** Opening Data extract block **
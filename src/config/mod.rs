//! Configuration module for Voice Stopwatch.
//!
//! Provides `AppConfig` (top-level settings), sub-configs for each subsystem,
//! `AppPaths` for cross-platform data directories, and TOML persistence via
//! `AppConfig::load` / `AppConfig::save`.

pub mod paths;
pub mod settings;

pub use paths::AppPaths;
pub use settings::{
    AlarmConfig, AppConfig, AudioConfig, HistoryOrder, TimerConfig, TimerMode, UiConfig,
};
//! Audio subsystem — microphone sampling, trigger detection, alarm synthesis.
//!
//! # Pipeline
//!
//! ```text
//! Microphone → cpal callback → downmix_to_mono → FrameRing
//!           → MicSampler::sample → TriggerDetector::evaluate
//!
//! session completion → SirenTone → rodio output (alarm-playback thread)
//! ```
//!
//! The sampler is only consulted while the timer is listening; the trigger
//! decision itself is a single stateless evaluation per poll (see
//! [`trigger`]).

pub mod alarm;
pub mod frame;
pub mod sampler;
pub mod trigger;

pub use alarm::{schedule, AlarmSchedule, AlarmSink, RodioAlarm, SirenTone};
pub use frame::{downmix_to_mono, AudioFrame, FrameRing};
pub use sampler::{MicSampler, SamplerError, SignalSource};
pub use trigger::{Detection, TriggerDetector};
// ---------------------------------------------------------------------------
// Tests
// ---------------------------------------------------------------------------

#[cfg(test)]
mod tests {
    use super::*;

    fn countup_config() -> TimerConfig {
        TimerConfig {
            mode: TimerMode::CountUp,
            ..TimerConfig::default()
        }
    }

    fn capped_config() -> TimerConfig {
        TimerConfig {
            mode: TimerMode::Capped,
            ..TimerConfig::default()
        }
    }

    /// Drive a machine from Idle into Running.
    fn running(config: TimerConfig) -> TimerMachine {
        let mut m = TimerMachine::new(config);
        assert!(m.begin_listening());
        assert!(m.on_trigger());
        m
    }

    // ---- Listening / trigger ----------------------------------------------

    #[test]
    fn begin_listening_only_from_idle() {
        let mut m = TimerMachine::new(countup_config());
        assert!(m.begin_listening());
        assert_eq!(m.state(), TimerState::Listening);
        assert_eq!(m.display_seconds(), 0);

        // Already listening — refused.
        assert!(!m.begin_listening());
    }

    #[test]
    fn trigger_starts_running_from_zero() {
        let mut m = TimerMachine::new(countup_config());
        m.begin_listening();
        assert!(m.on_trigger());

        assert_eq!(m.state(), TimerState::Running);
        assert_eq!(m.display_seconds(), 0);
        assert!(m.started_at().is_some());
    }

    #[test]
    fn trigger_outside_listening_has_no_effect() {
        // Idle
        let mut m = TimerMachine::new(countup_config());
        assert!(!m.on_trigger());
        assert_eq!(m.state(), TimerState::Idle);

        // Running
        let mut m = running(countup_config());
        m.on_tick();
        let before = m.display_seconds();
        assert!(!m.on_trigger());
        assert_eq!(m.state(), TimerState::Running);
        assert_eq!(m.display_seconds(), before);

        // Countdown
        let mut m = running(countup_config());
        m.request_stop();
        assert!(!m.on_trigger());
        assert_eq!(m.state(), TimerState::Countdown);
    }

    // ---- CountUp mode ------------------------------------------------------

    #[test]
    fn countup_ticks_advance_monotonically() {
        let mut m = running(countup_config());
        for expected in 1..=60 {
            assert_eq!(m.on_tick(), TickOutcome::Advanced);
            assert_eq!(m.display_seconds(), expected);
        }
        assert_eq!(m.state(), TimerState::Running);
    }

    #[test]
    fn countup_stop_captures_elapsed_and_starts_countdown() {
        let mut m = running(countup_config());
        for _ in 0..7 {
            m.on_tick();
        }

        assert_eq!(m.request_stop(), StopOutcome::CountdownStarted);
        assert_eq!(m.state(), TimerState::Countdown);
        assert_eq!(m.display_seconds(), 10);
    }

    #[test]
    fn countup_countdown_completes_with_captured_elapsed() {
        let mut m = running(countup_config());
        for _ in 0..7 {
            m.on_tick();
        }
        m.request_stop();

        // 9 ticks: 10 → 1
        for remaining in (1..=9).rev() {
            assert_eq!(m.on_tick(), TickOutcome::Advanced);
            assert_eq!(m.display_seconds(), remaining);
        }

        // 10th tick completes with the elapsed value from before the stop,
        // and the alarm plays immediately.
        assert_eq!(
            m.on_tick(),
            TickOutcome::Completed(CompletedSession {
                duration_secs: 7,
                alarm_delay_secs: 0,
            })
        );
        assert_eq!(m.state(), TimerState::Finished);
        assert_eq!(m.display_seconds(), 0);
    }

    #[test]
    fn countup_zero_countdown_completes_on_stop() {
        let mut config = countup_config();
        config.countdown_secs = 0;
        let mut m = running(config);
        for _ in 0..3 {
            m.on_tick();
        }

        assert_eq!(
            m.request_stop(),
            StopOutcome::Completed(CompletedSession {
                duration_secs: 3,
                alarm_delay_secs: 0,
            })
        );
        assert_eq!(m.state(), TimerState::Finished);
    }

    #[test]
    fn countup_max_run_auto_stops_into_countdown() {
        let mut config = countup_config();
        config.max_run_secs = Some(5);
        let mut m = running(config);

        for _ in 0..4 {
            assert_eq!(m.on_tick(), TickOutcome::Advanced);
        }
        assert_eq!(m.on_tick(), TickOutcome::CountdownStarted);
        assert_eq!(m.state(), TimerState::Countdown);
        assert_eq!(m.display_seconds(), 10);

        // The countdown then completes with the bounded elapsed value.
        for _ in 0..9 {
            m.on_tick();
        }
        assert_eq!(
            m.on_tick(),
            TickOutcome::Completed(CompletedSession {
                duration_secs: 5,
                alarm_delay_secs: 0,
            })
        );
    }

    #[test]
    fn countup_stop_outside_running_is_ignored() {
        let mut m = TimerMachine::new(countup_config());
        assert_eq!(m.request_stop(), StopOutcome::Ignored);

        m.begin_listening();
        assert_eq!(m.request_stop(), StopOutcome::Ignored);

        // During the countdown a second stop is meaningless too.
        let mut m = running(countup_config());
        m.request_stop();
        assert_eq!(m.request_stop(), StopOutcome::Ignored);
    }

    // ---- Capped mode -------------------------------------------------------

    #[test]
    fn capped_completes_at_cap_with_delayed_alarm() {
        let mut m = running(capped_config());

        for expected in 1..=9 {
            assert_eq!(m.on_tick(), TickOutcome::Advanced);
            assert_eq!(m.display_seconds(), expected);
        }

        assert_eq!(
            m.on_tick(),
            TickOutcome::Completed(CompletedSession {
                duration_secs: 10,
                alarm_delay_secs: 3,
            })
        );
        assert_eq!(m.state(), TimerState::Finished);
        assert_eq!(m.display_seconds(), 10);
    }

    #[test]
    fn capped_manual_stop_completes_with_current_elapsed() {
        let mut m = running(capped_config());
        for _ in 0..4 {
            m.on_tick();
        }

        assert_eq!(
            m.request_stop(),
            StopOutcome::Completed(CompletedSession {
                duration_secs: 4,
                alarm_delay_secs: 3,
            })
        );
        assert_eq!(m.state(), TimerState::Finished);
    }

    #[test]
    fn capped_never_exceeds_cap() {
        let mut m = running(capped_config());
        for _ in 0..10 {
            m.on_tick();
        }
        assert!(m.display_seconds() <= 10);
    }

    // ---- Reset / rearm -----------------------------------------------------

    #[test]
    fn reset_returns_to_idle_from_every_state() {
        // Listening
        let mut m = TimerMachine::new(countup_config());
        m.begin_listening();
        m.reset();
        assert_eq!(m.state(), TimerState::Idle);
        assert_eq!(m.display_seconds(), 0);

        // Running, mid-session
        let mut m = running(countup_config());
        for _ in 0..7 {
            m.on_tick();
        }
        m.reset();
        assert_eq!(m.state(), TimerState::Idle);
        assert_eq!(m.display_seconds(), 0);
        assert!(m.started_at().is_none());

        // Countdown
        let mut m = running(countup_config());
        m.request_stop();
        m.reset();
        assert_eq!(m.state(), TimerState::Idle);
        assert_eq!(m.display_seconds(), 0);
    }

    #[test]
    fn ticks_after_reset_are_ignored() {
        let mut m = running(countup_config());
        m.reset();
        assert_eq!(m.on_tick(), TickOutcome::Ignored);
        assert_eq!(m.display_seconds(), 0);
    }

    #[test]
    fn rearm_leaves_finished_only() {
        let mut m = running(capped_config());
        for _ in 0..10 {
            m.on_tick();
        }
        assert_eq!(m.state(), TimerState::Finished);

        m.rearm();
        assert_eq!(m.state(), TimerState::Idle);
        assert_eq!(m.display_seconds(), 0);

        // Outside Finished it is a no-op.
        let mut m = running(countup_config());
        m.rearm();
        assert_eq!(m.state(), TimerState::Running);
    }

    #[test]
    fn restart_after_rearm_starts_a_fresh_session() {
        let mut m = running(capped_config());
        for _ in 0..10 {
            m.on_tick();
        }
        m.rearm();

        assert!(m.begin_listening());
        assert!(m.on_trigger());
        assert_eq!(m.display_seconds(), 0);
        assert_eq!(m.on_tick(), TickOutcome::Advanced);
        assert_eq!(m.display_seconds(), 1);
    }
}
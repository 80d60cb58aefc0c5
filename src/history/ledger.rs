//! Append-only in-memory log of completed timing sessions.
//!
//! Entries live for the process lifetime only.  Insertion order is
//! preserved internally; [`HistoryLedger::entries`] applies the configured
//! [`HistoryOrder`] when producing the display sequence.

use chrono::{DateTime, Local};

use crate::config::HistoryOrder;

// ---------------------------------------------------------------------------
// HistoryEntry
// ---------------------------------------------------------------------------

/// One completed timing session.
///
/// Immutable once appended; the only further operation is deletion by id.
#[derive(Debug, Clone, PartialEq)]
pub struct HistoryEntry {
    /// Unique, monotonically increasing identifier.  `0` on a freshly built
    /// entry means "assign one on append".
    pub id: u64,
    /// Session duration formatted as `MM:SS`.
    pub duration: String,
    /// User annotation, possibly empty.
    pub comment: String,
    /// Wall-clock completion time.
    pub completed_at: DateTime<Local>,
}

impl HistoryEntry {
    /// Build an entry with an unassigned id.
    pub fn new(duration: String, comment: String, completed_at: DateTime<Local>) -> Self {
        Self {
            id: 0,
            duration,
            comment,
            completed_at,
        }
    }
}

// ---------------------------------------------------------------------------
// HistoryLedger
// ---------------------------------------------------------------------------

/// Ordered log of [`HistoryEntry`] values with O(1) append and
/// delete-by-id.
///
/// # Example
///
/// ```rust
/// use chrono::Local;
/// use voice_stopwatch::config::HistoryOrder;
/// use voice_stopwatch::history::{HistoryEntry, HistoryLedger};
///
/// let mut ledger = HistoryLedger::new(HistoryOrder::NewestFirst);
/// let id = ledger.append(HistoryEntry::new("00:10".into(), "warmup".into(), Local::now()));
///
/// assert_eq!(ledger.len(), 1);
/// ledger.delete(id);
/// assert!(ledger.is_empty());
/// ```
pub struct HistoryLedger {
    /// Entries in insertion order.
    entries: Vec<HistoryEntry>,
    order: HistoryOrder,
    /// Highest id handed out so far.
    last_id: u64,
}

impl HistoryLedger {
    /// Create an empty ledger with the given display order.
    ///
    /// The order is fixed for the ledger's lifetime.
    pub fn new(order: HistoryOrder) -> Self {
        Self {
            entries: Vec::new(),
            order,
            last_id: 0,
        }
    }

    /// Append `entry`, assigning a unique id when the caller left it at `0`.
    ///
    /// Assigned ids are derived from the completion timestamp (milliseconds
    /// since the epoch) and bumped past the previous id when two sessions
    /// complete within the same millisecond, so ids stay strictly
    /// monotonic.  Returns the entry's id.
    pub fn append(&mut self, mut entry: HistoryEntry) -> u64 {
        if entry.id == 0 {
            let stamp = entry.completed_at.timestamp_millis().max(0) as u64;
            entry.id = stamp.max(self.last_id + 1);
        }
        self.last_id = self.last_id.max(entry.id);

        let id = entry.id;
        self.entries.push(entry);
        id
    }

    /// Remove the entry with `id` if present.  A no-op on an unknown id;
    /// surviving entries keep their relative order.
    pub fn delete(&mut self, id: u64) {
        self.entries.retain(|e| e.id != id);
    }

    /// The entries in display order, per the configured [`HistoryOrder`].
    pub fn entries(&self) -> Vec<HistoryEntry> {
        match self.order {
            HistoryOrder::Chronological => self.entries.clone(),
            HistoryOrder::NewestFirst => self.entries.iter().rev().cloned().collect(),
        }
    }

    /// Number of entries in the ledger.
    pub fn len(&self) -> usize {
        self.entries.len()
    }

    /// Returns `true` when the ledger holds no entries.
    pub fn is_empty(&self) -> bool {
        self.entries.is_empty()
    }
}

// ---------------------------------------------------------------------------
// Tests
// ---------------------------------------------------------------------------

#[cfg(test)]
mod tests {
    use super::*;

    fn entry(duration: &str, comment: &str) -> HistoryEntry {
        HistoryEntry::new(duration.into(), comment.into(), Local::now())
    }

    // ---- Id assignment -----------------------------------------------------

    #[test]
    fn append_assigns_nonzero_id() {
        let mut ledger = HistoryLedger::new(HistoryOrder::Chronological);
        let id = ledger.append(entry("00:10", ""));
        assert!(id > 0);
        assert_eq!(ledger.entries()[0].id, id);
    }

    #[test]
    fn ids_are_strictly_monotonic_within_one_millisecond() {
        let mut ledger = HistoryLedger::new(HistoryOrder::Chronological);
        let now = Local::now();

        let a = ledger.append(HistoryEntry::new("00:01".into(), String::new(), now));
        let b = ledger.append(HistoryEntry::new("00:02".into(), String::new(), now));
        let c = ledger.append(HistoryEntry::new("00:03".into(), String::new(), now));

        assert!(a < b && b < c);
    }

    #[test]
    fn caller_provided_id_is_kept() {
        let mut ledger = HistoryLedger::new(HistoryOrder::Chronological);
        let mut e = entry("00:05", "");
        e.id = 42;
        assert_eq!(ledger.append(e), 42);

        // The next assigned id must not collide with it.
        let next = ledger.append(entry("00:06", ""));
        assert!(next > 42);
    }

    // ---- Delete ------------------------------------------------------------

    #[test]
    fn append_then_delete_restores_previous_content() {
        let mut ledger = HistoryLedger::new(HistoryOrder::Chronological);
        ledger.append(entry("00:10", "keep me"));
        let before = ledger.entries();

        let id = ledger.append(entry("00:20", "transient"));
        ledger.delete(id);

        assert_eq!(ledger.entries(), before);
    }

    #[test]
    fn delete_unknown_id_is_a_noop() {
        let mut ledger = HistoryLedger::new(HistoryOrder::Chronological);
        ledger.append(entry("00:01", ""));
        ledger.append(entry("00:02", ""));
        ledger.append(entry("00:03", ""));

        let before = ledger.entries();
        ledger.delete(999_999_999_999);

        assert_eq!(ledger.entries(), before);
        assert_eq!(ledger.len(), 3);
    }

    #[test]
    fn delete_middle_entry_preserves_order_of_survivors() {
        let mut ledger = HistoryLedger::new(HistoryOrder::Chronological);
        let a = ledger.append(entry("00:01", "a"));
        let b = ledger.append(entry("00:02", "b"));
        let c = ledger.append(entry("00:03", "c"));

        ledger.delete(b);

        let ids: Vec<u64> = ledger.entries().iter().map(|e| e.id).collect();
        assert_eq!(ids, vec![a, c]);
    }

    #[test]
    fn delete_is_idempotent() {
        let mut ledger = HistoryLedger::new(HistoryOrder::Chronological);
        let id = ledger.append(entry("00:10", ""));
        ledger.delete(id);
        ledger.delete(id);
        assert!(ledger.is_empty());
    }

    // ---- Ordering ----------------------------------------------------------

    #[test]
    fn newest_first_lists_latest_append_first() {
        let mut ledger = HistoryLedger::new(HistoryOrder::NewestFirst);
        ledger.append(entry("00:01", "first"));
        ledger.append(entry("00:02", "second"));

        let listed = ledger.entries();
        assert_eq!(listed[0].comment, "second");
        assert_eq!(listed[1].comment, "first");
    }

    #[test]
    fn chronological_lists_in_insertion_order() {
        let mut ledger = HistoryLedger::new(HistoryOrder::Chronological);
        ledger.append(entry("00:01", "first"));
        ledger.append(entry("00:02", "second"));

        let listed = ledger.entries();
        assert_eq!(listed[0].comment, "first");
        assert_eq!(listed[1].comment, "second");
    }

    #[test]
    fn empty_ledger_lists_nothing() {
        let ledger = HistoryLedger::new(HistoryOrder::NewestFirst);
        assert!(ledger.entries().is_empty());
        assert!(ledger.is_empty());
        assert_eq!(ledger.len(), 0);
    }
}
** Closing Data extract block **
**Your objective**
Among the records, find every line with the word "sessions" and copy it.

**Output of the task**
//! Append-only in-memory log of completed timing sessions.
    /// since the epoch) and bumped past the previous id when two sessions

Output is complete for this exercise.